A single number is wanted: how many lines of the data include the string "watch".
▽
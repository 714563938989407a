//! HTTP server lifecycle.
//!
//! Binds the listener, serves the [`Gateway`] and owns the background task
//! that keeps dynamic rules current. Everything stops on one watch signal.

use std::convert::Infallible;
use std::net::SocketAddr;
use std::sync::Arc;

use hyper::service::{make_service_fn, service_fn};
use tokio::sync::watch;
use tokio::task::JoinHandle;

use jitreg_core::{GatewayError, Result};
use jitreg_runtime::source::wait_for_shutdown;

use crate::handler::Gateway;

/// Gateway HTTP server configuration.
pub struct GatewayServer {
    /// Address to listen on.
    listen: SocketAddr,
    /// Shared request handler.
    gateway: Arc<Gateway>,
}

/// A started server.
pub struct RunningServer {
    local_addr: SocketAddr,
    shutdown_tx: watch::Sender<bool>,
    server: JoinHandle<Result<()>>,
    rules_task: Option<JoinHandle<()>>,
}

impl GatewayServer {
    pub fn new(listen: SocketAddr, gateway: Arc<Gateway>) -> Self {
        Self { listen, gateway }
    }

    /// Bind the listener and start serving.
    ///
    /// Must be called from within a Tokio runtime.
    pub fn start(self) -> Result<RunningServer> {
        let (shutdown_tx, shutdown_rx) = watch::channel(false);

        let builder = hyper::Server::try_bind(&self.listen).map_err(|e| {
            GatewayError::ConfigError(format!("Failed to bind {}: {}", self.listen, e))
        })?;

        let gateway = self.gateway.clone();
        let make_svc = make_service_fn(move |_conn| {
            let gateway = gateway.clone();
            async move {
                Ok::<_, Infallible>(service_fn(move |req| {
                    let gateway = gateway.clone();
                    async move { Ok::<_, Infallible>(gateway.handle(req).await) }
                }))
            }
        });

        let server = builder.serve(make_svc);
        let local_addr = server.local_addr();

        let mut server_shutdown = shutdown_rx.clone();
        let server = server.with_graceful_shutdown(async move {
            wait_for_shutdown(&mut server_shutdown).await;
        });
        let server = tokio::spawn(async move {
            server
                .await
                .map_err(|e| GatewayError::Other(format!("HTTP server failed: {}", e)))
        });

        let rules_task = self.spawn_rules_task(shutdown_rx);

        tracing::info!(addr = %local_addr, "Gateway listening");

        Ok(RunningServer {
            local_addr,
            shutdown_tx,
            server,
            rules_task,
        })
    }

    /// Drive the control-plane source and invalidate the merged rules on
    /// each change it reports.
    fn spawn_rules_task(&self, shutdown: watch::Receiver<bool>) -> Option<JoinHandle<()>> {
        let rules = self.gateway.rules().clone();
        let source = rules.source()?.clone();
        // subscribe before the source starts so no change is missed
        let changes = source.subscribe();

        Some(tokio::spawn(async move {
            let (result, ()) = tokio::join!(
                source.run(shutdown.clone()),
                rules.watch(changes, shutdown)
            );
            if let Err(e) = result {
                tracing::error!(error = %e, "Rule source stopped");
            }
        }))
    }
}

impl RunningServer {
    /// Address the listener is bound to.
    pub fn local_addr(&self) -> SocketAddr {
        self.local_addr
    }

    /// Stop accepting requests, finish in-flight ones and stop the
    /// background task.
    pub async fn shutdown(self) -> Result<()> {
        let _ = self.shutdown_tx.send(true);
        self.join().await
    }

    /// Run until shutdown is requested through `signal`.
    pub async fn run_until<F>(self, signal: F) -> Result<()>
    where
        F: std::future::Future<Output = ()>,
    {
        signal.await;
        tracing::info!("Shutting down gateway");
        self.shutdown().await
    }

    async fn join(self) -> Result<()> {
        if let Some(task) = self.rules_task {
            if let Err(e) = task.await {
                tracing::warn!(error = %e, "Rule task ended abnormally");
            }
        }
        self.server
            .await
            .map_err(|e| GatewayError::Other(format!("HTTP server task failed: {}", e)))?
    }
}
△
Answer for the task. 6